• **Exercise**: Return the lines below that carry the word "deleted".

________

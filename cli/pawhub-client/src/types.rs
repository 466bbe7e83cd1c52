//! Domain types for shelter service requests and responses.

use std::fmt;
use std::str::FromStr;

use derive_more::Display;
use pawhub_core::dog::Dog;
use serde::{Deserialize, Serialize};

/// Identifiers are opaque strings minted by the service.
pub type DogId = String;

/// Results per page unless configured otherwise.
pub const DEFAULT_PAGE_SIZE: u32 = 20;

/// The service accepts at most this many ids per detail or match call.
pub const MAX_ID_BATCH: usize = 100;

/// Age bounds submitted when the caller sets no explicit range.
/// The service treats them as an unconstrained filter in practice.
pub const AGE_SENTINEL_MIN: u32 = 0;
pub const AGE_SENTINEL_MAX: u32 = 20;

// ---------------------------------------------------------------------------
// Sorting
// ---------------------------------------------------------------------------

#[derive(Clone, Copy, Debug, Default, Display, Eq, PartialEq)]
pub enum SortField {
    #[default]
    #[display("breed")]
    Breed,
    #[display("name")]
    Name,
    #[display("age")]
    Age,
    #[display("zip_code")]
    ZipCode,
}

impl FromStr for SortField {
    type Err = String;

    fn from_str(s: &str) -> Result<Self, Self::Err> {
        match s {
            "breed" => Ok(SortField::Breed),
            "name" => Ok(SortField::Name),
            "age" => Ok(SortField::Age),
            "zip_code" => Ok(SortField::ZipCode),
            other => Err(format!(
                "unknown sort field '{other}', expected breed, name, age or zip_code"
            )),
        }
    }
}

#[derive(Clone, Copy, Debug, Default, Display, Eq, PartialEq)]
pub enum SortDirection {
    #[default]
    #[display("asc")]
    Asc,
    #[display("desc")]
    Desc,
}

/// Sort specification, encoded on the wire as `field:direction`.
#[derive(Clone, Copy, Debug, Default, Eq, PartialEq)]
pub struct SortSpec {
    pub field: SortField,
    pub direction: SortDirection,
}

impl fmt::Display for SortSpec {
    fn fmt(&self, f: &mut fmt::Formatter<'_>) -> fmt::Result {
        write!(f, "{}:{}", self.field, self.direction)
    }
}

// ---------------------------------------------------------------------------
// Search criteria
// ---------------------------------------------------------------------------

/// User-selected filter criteria for one search.
///
/// Built with the `with_*` setters. Every setter that changes a filter
/// dimension resets the page to the first page; only [with_page] moves
/// within the current filters.
///
/// [with_page]: SearchCriteria::with_page
#[derive(Clone, Debug, Eq, PartialEq)]
pub struct SearchCriteria {
    breeds: Vec<String>,
    zip_codes: Vec<String>,
    age_min: Option<u32>,
    age_max: Option<u32>,
    sort: SortSpec,
    page: u32,
    page_size: u32,
}

impl Default for SearchCriteria {
    fn default() -> Self {
        SearchCriteria {
            breeds: Vec::new(),
            zip_codes: Vec::new(),
            age_min: None,
            age_max: None,
            sort: SortSpec::default(),
            page: 0,
            page_size: DEFAULT_PAGE_SIZE,
        }
    }
}

impl SearchCriteria {
    pub fn new() -> Self {
        Self::default()
    }

    /// An empty list means "no constraint on breed".
    pub fn with_breeds(mut self, breeds: Vec<String>) -> Self {
        self.breeds = breeds;
        self.page = 0;
        self
    }

    /// An empty list means "no constraint on zip code".
    pub fn with_zip_codes(mut self, zip_codes: Vec<String>) -> Self {
        self.zip_codes = zip_codes;
        self.page = 0;
        self
    }

    pub fn with_age_range(mut self, min: Option<u32>, max: Option<u32>) -> Self {
        self.age_min = min;
        self.age_max = max;
        self.page = 0;
        self
    }

    pub fn with_sort(mut self, sort: SortSpec) -> Self {
        self.sort = sort;
        self.page = 0;
        self
    }

    /// Page size is fixed for the life of a session; changing it restarts
    /// pagination.
    pub fn with_page_size(mut self, page_size: u32) -> Self {
        self.page_size = page_size.max(1);
        self.page = 0;
        self
    }

    /// Move to a page (0-based) within the current filters.
    pub fn with_page(mut self, page: u32) -> Self {
        self.page = page;
        self
    }

    pub fn page(&self) -> u32 {
        self.page
    }

    pub fn page_size(&self) -> u32 {
        self.page_size
    }

    pub(crate) fn age_bounds(&self) -> (u32, u32) {
        (
            self.age_min.unwrap_or(AGE_SENTINEL_MIN),
            self.age_max.unwrap_or(AGE_SENTINEL_MAX),
        )
    }

    /// Encode as query parameters for the search capability.
    ///
    /// Breed and zip filters are repeated-value parameters and omitted
    /// entirely when empty; age bounds are always sent (sentinel range when
    /// unset); pagination is offset based.
    pub(crate) fn to_query(&self) -> Vec<(&'static str, String)> {
        let mut query = Vec::new();
        for breed in &self.breeds {
            query.push(("breeds", breed.clone()));
        }
        for zip_code in &self.zip_codes {
            query.push(("zipCodes", zip_code.clone()));
        }
        let (age_min, age_max) = self.age_bounds();
        query.push(("ageMin", age_min.to_string()));
        query.push(("ageMax", age_max.to_string()));
        query.push(("size", self.page_size.to_string()));
        query.push(("from", (self.page * self.page_size).to_string()));
        query.push(("sort", self.sort.to_string()));
        query
    }
}

// ---------------------------------------------------------------------------
// Wire responses
// ---------------------------------------------------------------------------

/// One page of search results as returned by the service: ids only, in
/// server-determined order, plus the total count and pagination cursors.
#[derive(Clone, Debug, Deserialize)]
#[serde(rename_all = "camelCase")]
pub struct SearchPage {
    #[serde(default)]
    pub result_ids: Vec<DogId>,
    #[serde(default)]
    pub total: u64,
    pub next: Option<String>,
    pub prev: Option<String>,
}

#[derive(Clone, Debug, Deserialize)]
pub struct MatchResponse {
    #[serde(rename = "match")]
    pub matched: DogId,
}

/// Credentials submitted to the login capability.
#[derive(Clone, Debug, Serialize)]
pub struct Credentials {
    pub name: String,
    pub email: String,
}

// ---------------------------------------------------------------------------
// Resolved results
// ---------------------------------------------------------------------------

/// A fully resolved page of search results.
#[derive(Clone, Debug, Eq, PartialEq, Serialize)]
pub struct SearchOutcome {
    /// Entities in the order the service returned their ids.
    pub dogs: Vec<Dog>,
    pub total: u64,
    /// 0-based page this outcome belongs to.
    pub page: u32,
    pub page_count: u32,
}

impl SearchOutcome {
    /// The degraded outcome shown when search is unavailable.
    pub fn empty(page: u32) -> Self {
        SearchOutcome {
            dogs: Vec::new(),
            total: 0,
            page,
            page_count: 0,
        }
    }
}

#[cfg(test)]
mod tests {
    use pretty_assertions::assert_eq;

    use super::*;

    #[test]
    fn filter_changes_reset_the_page() {
        let criteria = SearchCriteria::new().with_page(3);
        assert_eq!(criteria.page(), 3);

        assert_eq!(
            criteria
                .clone()
                .with_breeds(vec!["Akita".to_string()])
                .page(),
            0
        );
        assert_eq!(
            criteria
                .clone()
                .with_zip_codes(vec!["10001".to_string()])
                .page(),
            0
        );
        assert_eq!(criteria.clone().with_age_range(Some(2), Some(5)).page(), 0);
        assert_eq!(
            criteria
                .clone()
                .with_sort(SortSpec {
                    field: SortField::Age,
                    direction: SortDirection::Desc,
                })
                .page(),
            0
        );
        assert_eq!(criteria.clone().with_page_size(25).page(), 0);
    }

    #[test]
    fn empty_filters_send_no_breed_or_zip_params() {
        let query = SearchCriteria::new().to_query();
        assert!(query.iter().all(|(key, _)| *key != "breeds"));
        assert!(query.iter().all(|(key, _)| *key != "zipCodes"));
    }

    #[test]
    fn query_encoding_matches_the_wire_format() {
        let criteria = SearchCriteria::new()
            .with_breeds(vec!["Akita".to_string(), "Beagle".to_string()])
            .with_zip_codes(vec!["10001".to_string()])
            .with_age_range(Some(2), Some(5))
            .with_sort(SortSpec {
                field: SortField::Age,
                direction: SortDirection::Desc,
            })
            .with_page(2);

        let query = criteria.to_query();
        assert_eq!(query, vec![
            ("breeds", "Akita".to_string()),
            ("breeds", "Beagle".to_string()),
            ("zipCodes", "10001".to_string()),
            ("ageMin", "2".to_string()),
            ("ageMax", "5".to_string()),
            ("size", "20".to_string()),
            ("from", "40".to_string()),
            ("sort", "age:desc".to_string()),
        ]);
    }

    #[test]
    fn unset_age_bounds_fall_back_to_the_sentinel_range() {
        let query = SearchCriteria::new().to_query();
        assert!(query.contains(&("ageMin", "0".to_string())));
        assert!(query.contains(&("ageMax", "20".to_string())));
    }

    #[test]
    fn sort_field_parses_from_cli_spellings() {
        assert_eq!("breed".parse::<SortField>().unwrap(), SortField::Breed);
        assert_eq!("zip_code".parse::<SortField>().unwrap(), SortField::ZipCode);
        assert!("height".parse::<SortField>().is_err());
    }
}
use std::collections::BTreeSet;

use anyhow::{Context, Result, bail};
use bpaf::Bpaf;
use itertools::Itertools;
use pawhub_client::ShelterClient;
use pawhub_client::client::ClientTrait;
use pawhub_client::error::ApiError;
use pawhub_client::session::AuthSession;
use pawhub_core::favorites as store;
use pawhub_core::favorites::{
    acquire_favorites_json_lock,
    favorites_json_path,
    read_favorites_json,
    write_favorites_json,
};
use tracing::{debug, instrument};

use crate::commands::LOGIN_HINT;
use crate::config::Config;
use crate::utils::{display, message};

/// Manage your favorited dogs
#[derive(Bpaf, Clone, Debug)]
pub enum Favorites {
    /// Mark dogs as favorites by id
    #[bpaf(command)]
    Add {
        /// Ids of the dogs to favorite
        #[bpaf(positional("id"), some("provide at least one dog id"))]
        ids: Vec<String>,
    },

    /// Remove dogs from your favorites by id
    #[bpaf(command("rm"))]
    Remove {
        /// Ids of the dogs to remove
        #[bpaf(positional("id"), some("provide at least one dog id"))]
        ids: Vec<String>,
    },

    /// List your favorited dogs
    #[bpaf(command)]
    List {
        /// Display favorites as a JSON array
        #[bpaf(long)]
        json: bool,
    },

    /// Remove every favorite
    #[bpaf(command)]
    Clear {
        /// Reset the favorites file even if it cannot be read
        #[bpaf(long)]
        force: bool,
    },
}

impl Favorites {
    #[instrument(name = "favorites", skip_all)]
    pub async fn handle(
        self,
        config: &Config,
        session: &AuthSession<ShelterClient>,
    ) -> Result<()> {
        let path = favorites_json_path(&config.pawhub.data_dir);

        match self {
            Favorites::Add { ids } => {
                // Resolve before taking the lock so a slow network call
                // doesn't hold up other invocations.
                let dogs = match session.client().resolve_dogs(&ids).await {
                    Ok(dogs) => dogs,
                    Err(ApiError::AuthRequired) => bail!(LOGIN_HINT),
                    Err(err) => return Err(err).context("could not resolve the given ids"),
                };

                let resolved = dogs.iter().map(|dog| dog.id.clone()).collect::<BTreeSet<_>>();
                let missing = ids
                    .iter()
                    .filter(|id| !resolved.contains(*id))
                    .collect::<Vec<_>>();
                if !missing.is_empty() {
                    message::warning(format!(
                        "Unknown ids skipped: {}",
                        missing.iter().join(", ")
                    ));
                }

                let (favorites, lock) = read_favorites_json(&path)?;
                let mut favorites = favorites.unwrap_or_default();
                let mut added = 0;
                for dog in dogs {
                    if favorites.add(dog) {
                        added += 1;
                    }
                }
                write_favorites_json(&favorites, &path, lock)?;

                message::updated(format!("{added} dog(s) added to favorites"));
                Ok(())
            },
            Favorites::Remove { ids } => {
                let (favorites, lock) = read_favorites_json(&path)?;
                let mut favorites = favorites.unwrap_or_default();
                let removed = ids.iter().filter(|id| favorites.remove(id.as_str())).count();
                write_favorites_json(&favorites, &path, lock)?;

                message::deleted(format!("{removed} dog(s) removed from favorites"));
                Ok(())
            },
            Favorites::List { json } => {
                let (favorites, _lock) = read_favorites_json(&path)?;
                let favorites = favorites.unwrap_or_default();

                if json {
                    println!(
                        "{}",
                        serde_json::to_string_pretty(&favorites.dogs().collect::<Vec<_>>())?
                    );
                    return Ok(());
                }

                if favorites.is_empty() {
                    message::plain(
                        "No favorites yet. Find dogs with 'pawhub search' and add them with \
                         'pawhub favorites add <id>'.",
                    );
                    return Ok(());
                }

                message::plain(display::render_dogs(favorites.dogs()));
                Ok(())
            },
            Favorites::Clear { force } => {
                match read_favorites_json(&path) {
                    Ok((favorites, lock)) => {
                        let mut favorites = favorites.unwrap_or_default();
                        let count = favorites.len();
                        favorites.clear();
                        write_favorites_json(&favorites, &path, lock)?;
                        message::deleted(format!("Cleared {count} favorite(s)"));
                    },
                    Err(err) if force => {
                        debug!(%err, "resetting unreadable favorites file");
                        let lock = acquire_favorites_json_lock(&path)?;
                        write_favorites_json(&store::Favorites::default(), &path, lock)?;
                        message::deleted("Favorites reset");
                    },
                    Err(err) => {
                        return Err(err).context(
                            "could not read the favorites file (use --force to reset it)",
                        );
                    },
                }
                Ok(())
            },
        }
    }
}

#[cfg(test)]
mod tests {
    use httpmock::Method::POST;
    use httpmock::MockServer;
    use pretty_assertions::assert_eq;
    use serde_json::json;

    use super::*;
    use crate::commands::build_session;
    use crate::config::PawhubConfig;

    fn test_config(server: &MockServer, data_dir: &std::path::Path) -> Config {
        Config {
            pawhub: PawhubConfig {
                data_dir: data_dir.to_path_buf(),
                base_url: Some(server.base_url()),
                ..Default::default()
            },
        }
    }

    #[tokio::test]
    async fn add_resolves_ids_and_persists_entities() {
        let server = MockServer::start_async().await;
        let details = server.mock(|when, then| {
            when.method(POST).path("/dogs").json_body(json!(["d1"]));
            then.status(200).json_body(json!([{
                "id": "d1",
                "name": "Rex",
                "breed": "Beagle",
                "age": 4,
                "zip_code": "10001",
                "img": "https://img.example/d1.jpg",
            }]));
        });

        let tempdir = tempfile::tempdir().unwrap();
        let config = test_config(&server, tempdir.path());
        let session = build_session(&config).unwrap();

        Favorites::Add {
            ids: vec!["d1".to_string()],
        }
        .handle(&config, &session)
        .await
        .unwrap();

        let path = favorites_json_path(&config.pawhub.data_dir);
        let (favorites, _lock) = read_favorites_json(&path).unwrap();
        let favorites = favorites.unwrap();
        assert!(favorites.contains("d1"));
        assert_eq!(favorites.get("d1").unwrap().name, "Rex");
        details.assert();
    }

    #[tokio::test]
    async fn clear_force_resets_an_unreadable_file() {
        let server = MockServer::start_async().await;
        let tempdir = tempfile::tempdir().unwrap();
        let config = test_config(&server, tempdir.path());

        let path = favorites_json_path(&config.pawhub.data_dir);
        std::fs::write(&path, "not json at all").unwrap();

        let session = build_session(&config).unwrap();
        Favorites::Clear { force: true }
            .handle(&config, &session)
            .await
            .unwrap();

        let (favorites, _lock) = read_favorites_json(&path).unwrap();
        assert_eq!(favorites, Some(store::Favorites::default()));
    }
}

________

• **Answer**:
                message::deleted(format!("{removed} dog(s) removed from favorites"));
                        message::deleted(format!("Cleared {count} favorite(s)"));
                        message::deleted("Favorites reset");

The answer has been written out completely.